Pensando na características de alguns malwares é interessante manter todo e qualquer software instalado na sua máquina atualizado e livre de falhas de segurança. Um bom exemplo de malware deste tipo é o MPACK!

Se pensarmos em uma máquina de um PowerUser, são vários softwares e você acaba negligenciando uma atualização ou outra. A microsoft deu um passo importantíssimo atualizando não só o sistema operacional, mas sim outros produtos fabricados por ela.

Para aqueles softwares que não possuem uma ferramenta de atualização confiável, eu achei interessante a solução apresentada pelo InterNey.Net. A ferramenta chama Update checker.

Um futuro estudante do California Institute of Technology chamado Virgil Griffith desenvolveu uma ferramenta que procura por alterações na Wikipedia.

A ferramenta chamada Wikipedia Scanner ficou muito comentada após a divulgação de que, foi encontrado alterações questionáveis por empresas como Wal-Mart, CIA e Diebold.

Para pesquisar as alterações você pode informar o nome e localização da organização ou escolher entre as opções já cadastradas no site.

As alterações são atribuídas por IP da organização, ou seja, se um funcionário de uma organização escrever qualquer bobagem o IP da organização é que vai estar na alteração. Além das reclamações sobre a qualidade/veracidade das informações incluídas na wikipedia, agora você corre o risco de ter o nome da sua empresa associado a informações de caráter duvidoso.

Lendo um paper da Black Hat 2007, intitulado Tactical Exploitation conheci uma ferramenta da Paterva que pode ser interessante para levantar informações sobre qualquer pessoa, site, DNS, entre outras informações...

A ferramenta chamada Evolution faz um search em vários serviços na internet.

O NIST acaba de disponibilizar um DRAFT do SP800-111 Guide to Storage Encryption Technologies for End User Devices. O documento fala sobre um dos controles de EndPoint Security, a encriptação de dados de dispositivos como Pendrive e Laptop.

O documento está organizado em quatro capítulos:

1 - Introduction;
2 - Storage Security Overview;
3 - Storage Encryption Technologies; e
4 - Storage Encryption Technology Planning and Implementation.

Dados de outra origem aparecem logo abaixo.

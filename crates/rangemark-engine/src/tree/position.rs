use super::{DocumentTree, NodeId};

/// A point in the text content of a node.
///
/// For text nodes `offset` counts characters of the node's data; for
/// elements it counts characters of the element's text content.
#[derive(Debug, Clone, Copy, PartialEq, Eq, Hash)]
pub struct Position {
    pub node: NodeId,
    pub offset: usize,
}

impl Position {
    pub fn new(node: NodeId, offset: usize) -> Self {
        Self { node, offset }
    }
}

/// Which text node wins when a global offset sits on a node boundary.
#[derive(Debug, Clone, Copy, PartialEq, Eq)]
pub enum Affinity {
    /// Start of the following text node (range starts)
    Forward,
    /// End of the preceding text node (range ends)
    Backward,
}

impl DocumentTree {
    /// Whether `position` names a valid point of its node.
    pub fn is_valid_position(&self, position: Position) -> bool {
        position.node.index() < self.node_count()
            && position.offset <= self.text_len(position.node)
    }

    /// Global offset of a position: characters of `root`'s text content
    /// before it.
    ///
    /// `None` when the node is not under `root` or the offset is out of range.
    pub fn global_offset(&self, root: NodeId, position: Position) -> Option<usize> {
        if !self.is_valid_position(position) || !self.contains(root, position.node) {
            return None;
        }

        let mut offset = position.offset;
        let mut current = position.node;
        while current != root {
            let parent = self.parent(current)?;
            offset += self
                .children(parent)
                .iter()
                .take_while(|&&sibling| sibling != current)
                .map(|&sibling| self.text_len(sibling))
                .sum::<usize>();
            current = parent;
        }
        Some(offset)
    }

    /// Text-node position for a global offset under `root`.
    ///
    /// Empty text nodes are never chosen. `None` when the offset lies past
    /// the end of the text or there is no text at all.
    pub fn position_at(&self, root: NodeId, offset: usize, affinity: Affinity) -> Option<Position> {
        let mut consumed = 0;
        let mut last_text = None;

        for node in self.text_nodes(root) {
            let len = self.text_len(node);
            if len == 0 {
                continue;
            }
            let end = consumed + len;
            let inside = match affinity {
                Affinity::Forward => offset < end,
                Affinity::Backward => offset <= end,
            };
            if inside && offset >= consumed {
                return Some(Position::new(node, offset - consumed));
            }
            consumed = end;
            last_text = Some((node, len));
        }

        // Forward affinity at the very end of the document
        match last_text {
            Some((node, len)) if offset == consumed => Some(Position::new(node, len)),
            _ => None,
        }
    }

    /// Characters of `root`'s text content in `[start, end)`.
    pub fn text_between(&self, root: NodeId, start: usize, end: usize) -> String {
        if start >= end {
            return String::new();
        }
        self.text_content(root)
            .chars()
            .skip(start)
            .take(end - start)
            .collect()
    }
}

#[cfg(test)]
mod tests {
    use super::*;
    use pretty_assertions::assert_eq;
    use rstest::rstest;

    /// `<p>ab<i>cd</i>ef</p>`
    fn sample() -> (DocumentTree, Vec<NodeId>) {
        let mut tree = DocumentTree::new("#document");
        let p = tree.append_element(tree.root(), "p", Vec::new());
        let ab = tree.append_text(p, "ab");
        let i = tree.append_element(p, "i", Vec::new());
        let cd = tree.append_text(i, "cd");
        let ef = tree.append_text(p, "ef");
        (tree, vec![p, ab, i, cd, ef])
    }

    #[test]
    fn test_global_offset_of_nested_text() {
        let (tree, nodes) = sample();
        let root = tree.root();
        assert_eq!(tree.global_offset(root, Position::new(nodes[3], 1)), Some(3));
        assert_eq!(tree.global_offset(root, Position::new(nodes[4], 2)), Some(6));
        assert_eq!(tree.global_offset(root, Position::new(nodes[2], 0)), Some(2));
    }

    #[test]
    fn test_global_offset_relative_to_inner_root() {
        let (tree, nodes) = sample();
        assert_eq!(tree.global_offset(nodes[2], Position::new(nodes[3], 2)), Some(2));
        assert_eq!(tree.global_offset(nodes[2], Position::new(nodes[4], 0)), None);
    }

    #[test]
    fn test_global_offset_rejects_out_of_range() {
        let (tree, nodes) = sample();
        assert_eq!(tree.global_offset(tree.root(), Position::new(nodes[1], 3)), None);
    }

    #[rstest]
    #[case(0, Affinity::Forward, 1, 0)]
    #[case(2, Affinity::Forward, 3, 0)]
    #[case(2, Affinity::Backward, 1, 2)]
    #[case(0, Affinity::Backward, 1, 0)]
    #[case(5, Affinity::Forward, 4, 1)]
    #[case(6, Affinity::Forward, 4, 2)]
    #[case(6, Affinity::Backward, 4, 2)]
    fn test_position_at(
        #[case] offset: usize,
        #[case] affinity: Affinity,
        #[case] node_index: usize,
        #[case] local: usize,
    ) {
        let (tree, nodes) = sample();
        let position = tree.position_at(tree.root(), offset, affinity).unwrap();
        assert_eq!(position, Position::new(nodes[node_index], local));
    }

    #[test]
    fn test_position_past_end_is_none() {
        let (tree, _) = sample();
        assert_eq!(tree.position_at(tree.root(), 7, Affinity::Forward), None);
    }

    #[test]
    fn test_text_between() {
        let (tree, _) = sample();
        assert_eq!(tree.text_between(tree.root(), 1, 5), "bcde");
        assert_eq!(tree.text_between(tree.root(), 4, 4), "");
    }
}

Leitua indispensável para quem gerencia, utiliza dispositivos móveis.

O artigo Vulnerability Management do ISSA Journal de Junho de 2007 é um exemplo claro de que, um padrão/metodologia se adapta ao seu negócio e nunca você se adapta ao modelo proposto.

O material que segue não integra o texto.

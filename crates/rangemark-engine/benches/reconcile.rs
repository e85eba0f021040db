use criterion::{Criterion, criterion_group, criterion_main};
use rangemark_engine::{
    AddressKind, Affinity, DocumentTree, Locator, OverlapPolicy, RangeStore, Renderer, Span,
    TreeLocator, parse_html,
};

fn generate_document(paragraphs: usize) -> String {
    (0..paragraphs)
        .map(|i| format!("<p>Paragraph {i} has <em>some</em> text worth highlighting.</p>\n"))
        .collect()
}

/// A store with one short range every `step` characters.
fn populated_store(tree: &DocumentTree, policy: OverlapPolicy, step: usize) -> RangeStore {
    let locator = TreeLocator::new(tree, tree.root(), AddressKind::Path);
    let len = tree.text_len(tree.root());
    let mut store = RangeStore::new(policy);
    for start in (0..len.saturating_sub(step)).step_by(step) {
        let span = Span::new(start, start + step / 2 + 1);
        let (Ok(from), Ok(to)) = (
            locator.boundary_at(span.start, Affinity::Forward),
            locator.boundary_at(span.end, Affinity::Backward),
        ) else {
            continue;
        };
        let _ = store.add(&locator, from, to, locator.text_in(span));
    }
    store
}

fn bench_reconcile(c: &mut Criterion) {
    let mut group = c.benchmark_group("reconcile");
    group.sample_size(10);

    let tree = parse_html(&generate_document(100));
    let store = populated_store(&tree, OverlapPolicy::Reject, 20);

    group.bench_function("merge_all", |b| {
        let locator = TreeLocator::new(&tree, tree.root(), AddressKind::Path);
        b.iter(|| {
            let mut s = store.clone();
            std::hint::black_box(s.merge_all(&locator));
        });
    });

    group.bench_function("split_on_erase", |b| {
        let locator = TreeLocator::new(&tree, tree.root(), AddressKind::Path);
        b.iter(|| {
            let mut s = store.clone();
            let _ = std::hint::black_box(s.split_on_erase(&locator, Span::new(500, 1500)));
        });
    });

    group.bench_function("render", |b| {
        let renderer = Renderer::default();
        let mut t = tree.clone();
        b.iter(|| {
            let root = t.root();
            std::hint::black_box(renderer.render(&mut t, root, &store));
        });
    });

    group.finish();
}

criterion_group!(benches, bench_reconcile);
criterion_main!(benches);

O artigo descreve um processo de gerenciamento de vulnerabilidades integrado, implementado seguindo as práticas do ITIL (Information Technology Infrastructure Library). Na minha opinião uma proposta muito adequada e simples.

Eu raramente vejo propostas assim, ao contrário, já vi implementações onde existia um processo de gestão de incidentes de TI e um processo de gestão de incidentes de segurança. Faz algum sentido isso? Nenhum, acredito que a adoção de um processo de gestão de todo e qualquer tipo de incidente traria muitas vantagens e uma aderência muito mais funcional e prática. Incidentes como vazamento de informação, ou que envolvam recursos não tecnológicos podem ser facilmente identificados e tratados. Para o processo de Continuidade de Negócios a adoção desse modelo é essencial, evitando o famoso quem aciona e quando aciona o plano.

A regra é, retire o melhor e o que se aplica ao seu negócio de cada prática e não se apegue ao compliance e não compliance.